Problem to solve | Show the lines below where "AppResult" occurs.

- - - -

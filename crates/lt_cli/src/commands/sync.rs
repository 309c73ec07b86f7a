use crate::commands::workspace::{StderrNotifier, TerminalConfirm, Workspace};
use lt_core::app_error::AppResult;
use lt_core::notify::FixedConfirm;
use lt_core::sync::{
    DownloadResultV1, QuickSyncMode, QuickSyncResultV1, SyncOrchestrator, SyncStatusV1,
    UploadResultV1,
};

static ACCEPT: FixedConfirm = FixedConfirm(true);

pub fn run_status(ws: &Workspace, target: Option<&str>) -> AppResult<SyncStatusV1> {
    let backend = ws.backend(target)?;
    SyncOrchestrator::new(&ws.store, &ws.images, backend.as_ref(), &ws.config).sync_status()
}

pub fn run_upload(ws: &Workspace, target: Option<&str>, now_ms: i64) -> AppResult<UploadResultV1> {
    let backend = ws.backend(target)?;
    SyncOrchestrator::new(&ws.store, &ws.images, backend.as_ref(), &ws.config)
        .with_notifier(&StderrNotifier)
        .upload(now_ms)
}

/// `assume_yes` answers the continue-without-backup question up front.
pub fn run_download(
    ws: &Workspace,
    target: Option<&str>,
    assume_yes: bool,
    now_ms: i64,
) -> AppResult<DownloadResultV1> {
    let backend = ws.backend(target)?;
    let orchestrator = SyncOrchestrator::new(&ws.store, &ws.images, backend.as_ref(), &ws.config)
        .with_notifier(&StderrNotifier);
    if assume_yes {
        orchestrator.with_confirm(&ACCEPT).download(now_ms)
    } else {
        orchestrator.with_confirm(&TerminalConfirm).download(now_ms)
    }
}

pub fn run_quick(
    ws: &Workspace,
    target: Option<&str>,
    mode: QuickSyncMode,
    now_ms: i64,
) -> AppResult<QuickSyncResultV1> {
    let backend = ws.backend(target)?;
    SyncOrchestrator::new(&ws.store, &ws.images, backend.as_ref(), &ws.config)
        .with_notifier(&StderrNotifier)
        .quick_sync(mode, now_ms)
}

- - - -

Answer for the task |
use lt_core::app_error::AppResult;
pub fn run_status(ws: &Workspace, target: Option<&str>) -> AppResult<SyncStatusV1> {
pub fn run_upload(ws: &Workspace, target: Option<&str>, now_ms: i64) -> AppResult<UploadResultV1> {
) -> AppResult<DownloadResultV1> {
) -> AppResult<QuickSyncResultV1> {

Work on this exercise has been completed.